Тамара Ляленкова: Да, это показатель. К тому же 40 тысяч не сдали экзамен по русскому языку, поэтому отпустили этот балл, и тогда число уменьшилось. Обычно это 1,5-2 процента считаются более-менее нормальными из тех, кто не сумел перейти порог. Это результат формы или содержания экзамена? Может быть, было очень серьезное психологическое давление?
Ольга Дашковская: Я думаю, это и то и другое. Я недавно брала интервью у научного руководителя Института развития образования Высшей школы экономики Исаака Фрумина, и он считает, что у нас примерно около 40 процентов детей не осваивают школьную программу. Он считает, что если у нас в старшие классы из 9-х классов идут примерно 60 процентов учеников, то это значит, что примерно около 40 процентов не осваивают школьную программу. Это очень большая цифра. У нас обязательный минимум содержания образования превратился в обязательным максимум, у нас нет дифференцированных подходов к обучению детей, плохо ведется работа с отстающими, и в последнее время школы гонятся за высокими результатами, потому что на этой основе составляются рейтинги школ, а по результатам рейтингов и высоких мест выдаются гранты. То есть поддерживают сильные школы. Но сейчас, как мне кажется, происходит поворот в образовательной политики. На пресс-конференции министр образования и науки Дмитрий Ливанов заявил, что будет оказываться поддержка именно слабым школам, в которых плохо сдали ЕГЭ, в том числе и материальная помощь.
Тамара Ляленкова: Кроме того, в этом году повезло губернаторам - было заявлено, что их не будут оценивать по баллам ЕГЭ школьников в их регионах.
Ольга Дашковская: Это опять же поворот в образовательной политике. С этого года не оценивают губернаторов, а со следующего года не будут оценивать школы и учителей. По крайней мере, так заявляет руководство Минобрнауки и Рособрнадзора. И итоговые испытания, и результаты их должны стать личным делом каждого ученика, с этой целью будут создавать независимые Центры тестирования, в этом году они открыты уже в четырех регионах, и учащиеся смогут сдавать и пересдавать ЕГЭ в течение года, когда им это угодно. Это снизит психологический стресс, ажиотаж, не будет стремления к махинациям, к использованию шпаргалок, сам процесс станет спокойнее и честнее.
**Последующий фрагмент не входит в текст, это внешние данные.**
//! Handlebars helpers used by the résumé template.

use chrono::NaiveDate;
use handlebars::{
    Context, Handlebars, Helper, HelperDef, HelperResult, Output, RenderContext, Renderable,
};
use serde_json::Value;

pub fn register(registry: &mut Handlebars<'_>) {
    registry.register_helper("formatDate", Box::new(format_date_helper));
    registry.register_helper("join", Box::new(join_helper));
    registry.register_helper("ifNotEmpty", Box::new(IfNotEmptyHelper));
    registry.register_helper("ifEquals", Box::new(IfEqualsHelper));
}

/// Formats any parseable date as "Month Year" (e.g. "January 2023").
/// Unparseable strings such as "Present" pass through verbatim.
pub fn format_month_year(raw: &str) -> String {
    let trimmed = raw.trim();
    if trimmed.is_empty() {
        return String::new();
    }
    match parse_flexible(trimmed) {
        Some(date) => date.format("%B %Y").to_string(),
        None => trimmed.to_string(),
    }
}

/// Accepts RFC 3339, `YYYY-MM-DD`, `YYYY-MM`, `MM/YYYY`, `Month YYYY`
/// (full or abbreviated month name), and bare `YYYY`.
fn parse_flexible(s: &str) -> Option<NaiveDate> {
    if let Ok(dt) = chrono::DateTime::parse_from_rfc3339(s) {
        return Some(dt.date_naive());
    }
    if let Ok(date) = NaiveDate::parse_from_str(s, "%Y-%m-%d") {
        return Some(date);
    }

    let with_day = [
        (format!("{s}-01"), "%Y-%m-%d"),
        (format!("{s}/01"), "%m/%Y/%d"),
        (format!("{s} 01"), "%B %Y %d"),
        (format!("{s} 01"), "%b %Y %d"),
    ];
    for (candidate, fmt) in &with_day {
        if let Ok(date) = NaiveDate::parse_from_str(candidate, fmt) {
            return Some(date);
        }
    }

    if let Ok(year) = s.parse::<i32>() {
        if (1000..=9999).contains(&year) {
            return NaiveDate::from_ymd_opt(year, 1, 1);
        }
    }

    None
}

fn format_date_helper(
    h: &Helper,
    _: &Handlebars,
    _: &Context,
    _: &mut RenderContext,
    out: &mut dyn Output,
) -> HelperResult {
    let raw = h.param(0).and_then(|p| p.value().as_str()).unwrap_or("");
    out.write(&format_month_year(raw))?;
    Ok(())
}

/// `{{join list ", "}}` — joins a string array; non-strings are rendered
/// through their JSON form.
fn join_helper(
    h: &Helper,
    _: &Handlebars,
    _: &Context,
    _: &mut RenderContext,
    out: &mut dyn Output,
) -> HelperResult {
    let separator = h
        .param(1)
        .and_then(|p| p.value().as_str())
        .unwrap_or(", ")
        .to_string();
    if let Some(Value::Array(items)) = h.param(0).map(|p| p.value()) {
        let joined = items
            .iter()
            .map(|item| match item {
                Value::String(s) => s.clone(),
                other => other.to_string(),
            })
            .collect::<Vec<_>>()
            .join(&separator);
        out.write(&joined)?;
    }
    Ok(())
}

/// A section renders only for a non-empty string, non-empty array, or
/// non-empty object.
fn non_empty(value: &Value) -> bool {
    match value {
        Value::Null => false,
        Value::String(s) => !s.trim().is_empty(),
        Value::Array(items) => !items.is_empty(),
        Value::Object(map) => !map.is_empty(),
        _ => true,
    }
}

struct IfNotEmptyHelper;

impl HelperDef for IfNotEmptyHelper {
    fn call<'reg: 'rc, 'rc>(
        &self,
        h: &Helper<'rc>,
        r: &'reg Handlebars<'reg>,
        ctx: &'rc Context,
        rc: &mut RenderContext<'reg, 'rc>,
        out: &mut dyn Output,
    ) -> HelperResult {
        let render_body = h.param(0).map(|p| non_empty(p.value())).unwrap_or(false);
        let branch = if render_body { h.template() } else { h.inverse() };
        if let Some(template) = branch {
            template.render(r, ctx, rc, out)?;
        }
        Ok(())
    }
}

struct IfEqualsHelper;

impl HelperDef for IfEqualsHelper {
    fn call<'reg: 'rc, 'rc>(
        &self,
        h: &Helper<'rc>,
        r: &'reg Handlebars<'reg>,
        ctx: &'rc Context,
        rc: &mut RenderContext<'reg, 'rc>,
        out: &mut dyn Output,
    ) -> HelperResult {
        let equal = match (h.param(0), h.param(1)) {
            (Some(a), Some(b)) => a.value() == b.value(),
            _ => false,
        };
        let branch = if equal { h.template() } else { h.inverse() };
        if let Some(template) = branch {
            template.render(r, ctx, rc, out)?;
        }
        Ok(())
    }
}

#[cfg(test)]
mod tests {
    use super::*;
    use serde_json::json;

    fn render_one(template: &str, data: &Value) -> String {
        let mut registry = Handlebars::new();
        register(&mut registry);
        registry.register_template_string("t", template).unwrap();
        registry.render("t", data).unwrap()
    }

    #[test]
    fn test_format_month_year_iso_date() {
        assert_eq!(format_month_year("2023-01-15"), "January 2023");
    }

    #[test]
    fn test_format_month_year_year_month() {
        assert_eq!(format_month_year("2021-06"), "June 2021");
    }

    #[test]
    fn test_format_month_year_slash_form() {
        assert_eq!(format_month_year("03/2021"), "March 2021");
    }

    #[test]
    fn test_format_month_year_rfc3339() {
        assert_eq!(format_month_year("2019-11-02T10:30:00Z"), "November 2019");
    }

    #[test]
    fn test_format_month_year_month_name_normalizes() {
        assert_eq!(format_month_year("Jun 2020"), "June 2020");
        assert_eq!(format_month_year("June 2020"), "June 2020");
    }

    #[test]
    fn test_format_month_year_bare_year() {
        assert_eq!(format_month_year("2023"), "January 2023");
    }

    #[test]
    fn test_format_month_year_passes_present_through() {
        assert_eq!(format_month_year("Present"), "Present");
    }

    #[test]
    fn test_format_month_year_empty() {
        assert_eq!(format_month_year(""), "");
        assert_eq!(format_month_year("   "), "");
    }

    #[test]
    fn test_format_date_helper_in_template() {
        let out = render_one("{{formatDate start}}", &json!({ "start": "2022-09-01" }));
        assert_eq!(out, "September 2022");
    }

    #[test]
    fn test_join_helper_with_separator() {
        let out = render_one(
            r#"{{join roles ", "}}"#,
            &json!({ "roles": ["Backend", "Infra"] }),
        );
        assert_eq!(out, "Backend, Infra");
    }

    #[test]
    fn test_join_helper_defaults_separator() {
        let out = render_one("{{join roles}}", &json!({ "roles": ["a", "b"] }));
        assert_eq!(out, "a, b");
    }

    #[test]
    fn test_join_helper_ignores_non_arrays() {
        let out = render_one("{{join roles}}", &json!({ "roles": "not-a-list" }));
        assert_eq!(out, "");
    }

    #[test]
    fn test_if_not_empty_string() {
        let template = "{{#ifNotEmpty v}}yes{{else}}no{{/ifNotEmpty}}";
        assert_eq!(render_one(template, &json!({ "v": "text" })), "yes");
        assert_eq!(render_one(template, &json!({ "v": "" })), "no");
        assert_eq!(render_one(template, &json!({ "v": "   " })), "no");
    }

    #[test]
    fn test_if_not_empty_array() {
        let template = "{{#ifNotEmpty v}}yes{{else}}no{{/ifNotEmpty}}";
        assert_eq!(render_one(template, &json!({ "v": [1] })), "yes");
        assert_eq!(render_one(template, &json!({ "v": [] })), "no");
    }

    #[test]
    fn test_if_not_empty_object() {
        let template = "{{#ifNotEmpty v}}yes{{else}}no{{/ifNotEmpty}}";
        assert_eq!(render_one(template, &json!({ "v": { "k": 1 } })), "yes");
        assert_eq!(render_one(template, &json!({ "v": {} })), "no");
    }

    #[test]
    fn test_if_not_empty_null_and_missing() {
        let template = "{{#ifNotEmpty v}}yes{{else}}no{{/ifNotEmpty}}";
        assert_eq!(render_one(template, &json!({ "v": null })), "no");
        assert_eq!(render_one(template, &json!({})), "no");
    }

    #[test]
    fn test_if_equals() {
        let template = "{{#ifEquals a b}}same{{else}}different{{/ifEquals}}";
        assert_eq!(render_one(template, &json!({ "a": 1, "b": 1 })), "same");
        assert_eq!(
            render_one(template, &json!({ "a": 1, "b": 2 })),
            "different"
        );
    }
}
Тамара Ляленкова: Конечно, ЕГЭ претерпевает изменения, не всегда понятные. Надо помнить, что ребята не первый год идут поступать с результатами ЕГЭ, балл у них был меньше в целом, чем в прошлом году, и поступать им будет труднее. Вузы примерно публикуют прошлогодние баллы, и ребенок ориентируется именно на это. Может быть, большее число ребят останется в регионах, они не поедут куда-то учиться в вузы со своими скромными баллами. Исмаил, у вас есть мысли по этому поводу? У вас же коррекционная школа? Или обычная?
Исмаил Нигматуллин: У нас обычная школа, но мы имеем лицензию, чтобы обучать детей по программам 7-го и 8-го вида. Что касается дальнейших возможностей после окончания 11-го класса, в этом году, мне кажется, результаты ЕГЭ вряд ли так уж сильно скажутся на доле тех, кто будет поступать в высшие учебные заведения. Демографическая ситуация такова, что количество выпускников с каждым годом у нас становится меньше, и в ближайшие 2-3 года так и останется, соответственно, вероятность поступления увеличивается. Другое дело, что в целом по России количество стобалльников уменьшилось, и приток в ведущие вузы страны из регионов, наверное, снизится. И поступление и дальнейшая образовательная траектория ребенка будет больше соответствовать его возможностям реальным. Могу сказать, что как раз в Калининграде у нас средние баллы и количество стобалльников находится на уровне прошлого и позапрошлого года. У нас в прошлом году был небольшой скачок количества стобалльников по химии, а общая картина осталась похожей. Не надо забывать, что в регионах тоже есть большое количество вузов, и в Калининграде большое количество выпускников школ остается в городе. Я думаю, в целом картина останется прежней.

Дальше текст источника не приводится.